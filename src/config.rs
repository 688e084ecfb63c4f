use crate::indicators::Indicator;
use crate::models::Timeframe;
use crate::storage_utils::AsyncStorageManager;
use serde::{Deserialize, Serialize};
use std::collections::HashMap;
use tracing::{info, warn};

pub const CONFIG_FILE: &str = "config";

#[derive(Serialize, Deserialize, Debug, Clone, PartialEq)]
#[serde(default)]
pub struct CandleConfig {
    pub timeframe: Timeframe,
    pub limit: usize,
}

impl Default for CandleConfig {
    fn default() -> Self {
        Self {
            timeframe: Timeframe::M1,
            limit: 300,
        }
    }
}

#[derive(Serialize, Deserialize, Debug, Clone, PartialEq)]
#[serde(default)]
pub struct IndicatorConfig {
    pub enabled: Vec<Indicator>,
    pub rsi_period: usize,
    pub rsi_oversold: f64,
    pub rsi_overbought: f64,
    /// fast, mid, slow
    pub ema_windows: Vec<usize>,
    pub volume_window: usize,
    /// Average and relative volume on `qty * close` instead of the raw quantity.
    pub quote_volume: bool,
}

impl Default for IndicatorConfig {
    fn default() -> Self {
        Self {
            enabled: vec![Indicator::Rsi, Indicator::Ema],
            rsi_period: 14,
            rsi_oversold: 30.0,
            rsi_overbought: 70.0,
            ema_windows: vec![9, 20, 200],
            volume_window: 30,
            quote_volume: true,
        }
    }
}

#[derive(Serialize, Deserialize, Debug, Clone, PartialEq)]
#[serde(default)]
pub struct MoversConfig {
    pub interval: Timeframe,
    /// Candles per ticker; 288 five-minute bars is one day.
    pub range_limit: usize,
    pub volume_window: usize,
    /// Appended as `-QUOTE` to crypto tickers.
    pub quote: String,
    pub top: usize,
}

impl Default for MoversConfig {
    fn default() -> Self {
        Self {
            interval: Timeframe::M5,
            range_limit: 288,
            volume_window: 15,
            quote: "USD".to_string(),
            top: 15,
        }
    }
}

#[derive(Serialize, Deserialize, Debug, Clone, PartialEq)]
#[serde(default)]
pub struct AppConfig {
    pub exchanges: Vec<String>,
    pub stable_coins: Vec<String>,
    pub candles: CandleConfig,
    pub indicators: IndicatorConfig,
    pub movers: MoversConfig,
    pub aggregate_columns: Vec<String>,
    pub add_info: Vec<String>,
    pub trajectory_window: usize,
    pub display_utc_offset_hours: i32,
    pub risk_free_rate: f64,
    /// Look the rate up from the 10-year Treasury yield when none is given.
    pub auto_risk_free_rate: bool,
    /// Per-exchange `key = value` filters on raw market records.
    pub market_filters: HashMap<String, HashMap<String, String>>,
}

impl Default for AppConfig {
    fn default() -> Self {
        let strings = |items: &[&str]| items.iter().map(|s| s.to_string()).collect::<Vec<_>>();
        Self {
            exchanges: strings(&["binance", "coinbase"]),
            stable_coins: strings(&["USD", "USDC", "USDT", "DAI"]),
            candles: CandleConfig::default(),
            indicators: IndicatorConfig::default(),
            movers: MoversConfig::default(),
            aggregate_columns: strings(&["close", "rsi", "vwap_spread", "spread_200"]),
            add_info: strings(&["rsi", "spread_9", "spread_20", "spread_200", "relative_volume"]),
            trajectory_window: 5,
            display_utc_offset_hours: -8,
            risk_free_rate: 0.0468,
            auto_risk_free_rate: true,
            market_filters: HashMap::from([
                (
                    "binance".to_string(),
                    HashMap::from([("status".to_string(), "TRADING".to_string())]),
                ),
                (
                    "coinbase".to_string(),
                    HashMap::from([("status".to_string(), "online".to_string())]),
                ),
            ]),
        }
    }
}

impl AppConfig {
    /// Loads `config.json`, writing the defaults back when the file is missing.
    /// A file that exists but does not parse is an error and is left untouched.
    pub async fn load_or_default(storage: &AsyncStorageManager) -> anyhow::Result<Self> {
        match storage.load::<AppConfig>(CONFIG_FILE).await {
            Ok(config) => {
                info!("Loaded configuration from {:?}", storage.base_dir);
                Ok(config)
            }
            Err(e) if is_not_found(&e) => {
                warn!("No configuration in {:?}, writing defaults", storage.base_dir);
                let config = AppConfig::default();
                storage.save(CONFIG_FILE, &config).await?;
                Ok(config)
            }
            Err(e) => Err(e.context(format!("{}.json", CONFIG_FILE))),
        }
    }

    pub fn filters_for(&self, exchange: &str) -> HashMap<String, String> {
        self.market_filters.get(exchange).cloned().unwrap_or_default()
    }
}

fn is_not_found(error: &anyhow::Error) -> bool {
    error
        .downcast_ref::<std::io::Error>()
        .is_some_and(|e| e.kind() == std::io::ErrorKind::NotFound)
}

#[cfg(test)]
mod tests {
    use super::*;

    #[test]
    fn test_partial_config_fills_defaults() {
        let config: AppConfig = serde_json::from_str(
            r#"{"exchanges": ["coinbase"], "indicators": {"enabled": ["rsi", "vwap"], "rsi_period": 7}}"#,
        )
        .unwrap();

        assert_eq!(config.exchanges, vec!["coinbase"]);
        assert_eq!(config.indicators.enabled, vec![Indicator::Rsi, Indicator::Vwap]);
        assert_eq!(config.indicators.rsi_period, 7);
        assert_eq!(config.indicators.ema_windows, vec![9, 20, 200]);
        assert_eq!(config.stable_coins, vec!["USD", "USDC", "USDT", "DAI"]);
        assert_eq!(config.candles.timeframe, Timeframe::M1);
    }

    #[test]
    fn test_filters_for_unknown_exchange_is_empty() {
        let config = AppConfig::default();
        assert_eq!(config.filters_for("binance")["status"], "TRADING");
        assert!(config.filters_for("yahoo").is_empty());
    }

    #[tokio::test]
    async fn test_load_or_default_writes_defaults() {
        let dir = std::env::temp_dir().join(format!("market-lens-config-{}", std::process::id()));
        let storage = AsyncStorageManager::new(&dir).await.unwrap();

        let config = AppConfig::load_or_default(&storage).await.unwrap();
        assert_eq!(config, AppConfig::default());
        assert!(dir.join("config.json").exists());

        let reloaded: AppConfig = storage.load(CONFIG_FILE).await.unwrap();
        assert_eq!(reloaded.exchanges, config.exchanges);
        assert_eq!(reloaded.market_filters, config.market_filters);
        tokio::fs::remove_dir_all(&dir).await.unwrap();
    }

    #[tokio::test]
    async fn test_malformed_config_is_not_overwritten() {
        let dir = std::env::temp_dir().join(format!("market-lens-bad-config-{}", std::process::id()));
        let storage = AsyncStorageManager::new(&dir).await.unwrap();
        let contents = r#"{"exchanges": ["coinbase"], "risk_free_rate": 0.05,}"#;
        tokio::fs::write(dir.join("config.json"), contents).await.unwrap();

        let err = AppConfig::load_or_default(&storage).await.unwrap_err();

        assert!(format!("{:#}", err).contains("config.json"));
        let on_disk = tokio::fs::read_to_string(dir.join("config.json")).await.unwrap();
        assert_eq!(on_disk, contents);
        tokio::fs::remove_dir_all(&dir).await.unwrap();
    }
}
use chrono::{DateTime, Utc};
use serde::{Deserialize, Serialize};
use serde_json::Value;
use std::fmt;
use std::str::FromStr;

// --- Candles ---

/// One OHLCV record. `volume` is the base-asset quantity.
#[derive(Serialize, Deserialize, Debug, Clone, PartialEq)]
pub struct Candle {
    pub timestamp: DateTime<Utc>,
    pub open: f64,
    pub high: f64,
    pub low: f64,
    pub close: f64,
    pub volume: f64,
}

#[derive(Debug, Clone, Copy, PartialEq, Eq, Hash, Serialize, Deserialize)]
#[serde(try_from = "String", into = "String")]
pub enum Timeframe {
    M1,
    M5,
    M15,
    M30,
    H1,
    H4,
    H6,
    D1,
}

impl Timeframe {
    pub fn as_str(&self) -> &'static str {
        match self {
            Timeframe::M1 => "1m",
            Timeframe::M5 => "5m",
            Timeframe::M15 => "15m",
            Timeframe::M30 => "30m",
            Timeframe::H1 => "1h",
            Timeframe::H4 => "4h",
            Timeframe::H6 => "6h",
            Timeframe::D1 => "1d",
        }
    }

    pub fn seconds(&self) -> i64 {
        match self {
            Timeframe::M1 => 60,
            Timeframe::M5 => 300,
            Timeframe::M15 => 900,
            Timeframe::M30 => 1_800,
            Timeframe::H1 => 3_600,
            Timeframe::H4 => 14_400,
            Timeframe::H6 => 21_600,
            Timeframe::D1 => 86_400,
        }
    }
}

impl fmt::Display for Timeframe {
    fn fmt(&self, f: &mut fmt::Formatter<'_>) -> fmt::Result {
        f.write_str(self.as_str())
    }
}

impl FromStr for Timeframe {
    type Err = String;

    fn from_str(s: &str) -> Result<Self, Self::Err> {
        match s.trim() {
            "1m" => Ok(Timeframe::M1),
            "5m" => Ok(Timeframe::M5),
            "15m" => Ok(Timeframe::M15),
            "30m" => Ok(Timeframe::M30),
            "1h" | "60m" => Ok(Timeframe::H1),
            "4h" => Ok(Timeframe::H4),
            "6h" => Ok(Timeframe::H6),
            "1d" => Ok(Timeframe::D1),
            other => Err(format!("unknown timeframe '{}'", other)),
        }
    }
}

impl TryFrom<String> for Timeframe {
    type Error = String;

    fn try_from(value: String) -> Result<Self, Self::Error> {
        value.parse()
    }
}

impl From<Timeframe> for String {
    fn from(value: Timeframe) -> Self {
        value.as_str().to_string()
    }
}

// --- Symbols ---

#[derive(Debug, Clone, Copy, PartialEq, Eq)]
pub enum Delimiter {
    Slash,
    Dash,
}

impl Delimiter {
    pub fn as_char(&self) -> char {
        match self {
            Delimiter::Slash => '/',
            Delimiter::Dash => '-',
        }
    }
}

/// A (base, quote) pair. Both sides are stored uppercased.
#[derive(Debug, Clone, PartialEq, Eq)]
pub struct Symbol {
    pub base: String,
    pub quote: String,
}

impl Symbol {
    pub fn new(base: &str, quote: &str) -> Self {
        Self {
            base: base.trim().to_uppercase(),
            quote: quote.trim().to_uppercase(),
        }
    }

    pub fn format(&self, delimiter: Delimiter) -> String {
        format!("{}{}{}", self.base, delimiter.as_char(), self.quote)
    }

    /// Splits `BASE/QUOTE` or `BASE-QUOTE`. A `:SETTLE` suffix is ignored.
    pub fn parse(raw: &str) -> Option<Self> {
        let raw = strip_settlement(raw);
        let (base, quote) = raw.split_once('/').or_else(|| raw.split_once('-'))?;
        if base.is_empty() || quote.is_empty() {
            return None;
        }
        Some(Self::new(base, quote))
    }
}

/// `BTC/USDC:USDC` -> `BTC/USDC`
pub fn strip_settlement(symbol: &str) -> &str {
    symbol.split(':').next().unwrap_or(symbol)
}

// --- Markets ---

/// One exchange-reported market, merged across exchanges for price comparison.
#[derive(Serialize, Deserialize, Debug, Clone, PartialEq)]
pub struct MarketListing {
    pub base: String,
    pub quote: String,
    pub symbol: String,
    /// Exchange-native market id (`BTCUSDT`, `BTC-USD`, ...).
    pub id: String,
    pub price: Option<f64>,
    pub exchange_name: String,
}

/// Returns the first key of `keys` present in `info`, read as a number.
pub fn match_price_keys(info: &serde_json::Map<String, Value>, keys: &[&str]) -> Option<f64> {
    keys.iter()
        .find_map(|key| info.get(*key))
        .and_then(value_as_f64)
}

pub fn value_as_f64(value: &Value) -> Option<f64> {
    match value {
        Value::Number(n) => n.as_f64(),
        Value::String(s) if !s.trim().is_empty() => s.trim().parse().ok(),
        _ => None,
    }
}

========================================

> [AIM OF THE EXERCISE]
In the material above, find each line containing the word "bool" and copy it.

> [EXERCISE ANSWER]
    pub quote_volume: bool,
    pub auto_risk_free_rate: bool,
fn is_not_found(error: &anyhow::Error) -> bool {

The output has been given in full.